В последующий день г-жа Бакунина, отобедав, от нас поехала домой, и наперед обе они с сестрою употребили все, что только могли к уговариванию Елизаветы нашей выходить за жениха сего замуж. И как дело было почти слажено, то, по отъезде их, и начали наши шить уже нужное к свадьбе. И как осталось только посоветовать о том же с теткою Матреною Васильевною и ее зятьями, что находили мы необходимо нужным, то стали мы уже пристальнее помышлять о том и советовать между собою, самим ли нам к ним ехать, или о том писать, и решились на последнем.
В самый тот же вечер, вдруг и против всякого нашего чаяния, приехали назад к вам наши немцы-капельмейстеры и опять, навалившись на мою шею, нагнали и в первый вечер скуку на меня своими спорами.

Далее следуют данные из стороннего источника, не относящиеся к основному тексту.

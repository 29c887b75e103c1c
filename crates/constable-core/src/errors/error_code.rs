//! Stable error codes for surfacing errors to reporters.

pub const PARSE_IO_ERROR: &str = "PARSE_IO_ERROR";
pub const PARSE_ENCODING_ERROR: &str = "PARSE_ENCODING_ERROR";
pub const GRAMMAR_NOT_FOUND: &str = "GRAMMAR_NOT_FOUND";
pub const TREE_SITTER_ERROR: &str = "TREE_SITTER_ERROR";
pub const COP_FAILED: &str = "COP_FAILED";
pub const COP_PANICKED: &str = "COP_PANICKED";
pub const COP_INVALID_TEXT: &str = "COP_INVALID_TEXT";
pub const CONFIG_IO_ERROR: &str = "CONFIG_IO_ERROR";
pub const CONFIG_PARSE_ERROR: &str = "CONFIG_PARSE_ERROR";
pub const CONFIG_INVALID_OPTION: &str = "CONFIG_INVALID_OPTION";
pub const CONFIG_INVALID_PATTERN: &str = "CONFIG_INVALID_PATTERN";
pub const REWRITE_IO_ERROR: &str = "REWRITE_IO_ERROR";

/// Implemented by every error enum in the workspace.
pub trait ConstableErrorCode {
    fn error_code(&self) -> &'static str;
}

Наутрие занялся я писанием писем к родным нашим Кислинским и Крюковым в Федешово и Крюковку, писем, кои должны были решить судьбу дочери моей. Но она, либо от смущения, или горя, что-то в сей день позанемогла, да и самому мне что-то не здоровилось. А не успел сей день пройтить и музыканты наши прожить оный в мире, как тотчас произошла опять между ими комедия: до обеда было всё хорошо, а после обеда поляк, напившись пьян, опять взбунтовал и всех было передрал и, рассердясь, ускакал в Тулу, а за чем того никто не знал. И как я опасался, чтоб он там не набездельничал и не насказал каких неправд г. Давыдову, то нашелся принужденным отписать о беспорядках его сам к г. Давыдову и послать вслед за ним нарочного, а мальчиков велел в отсутствие его учить новому капельмейстеру немцу.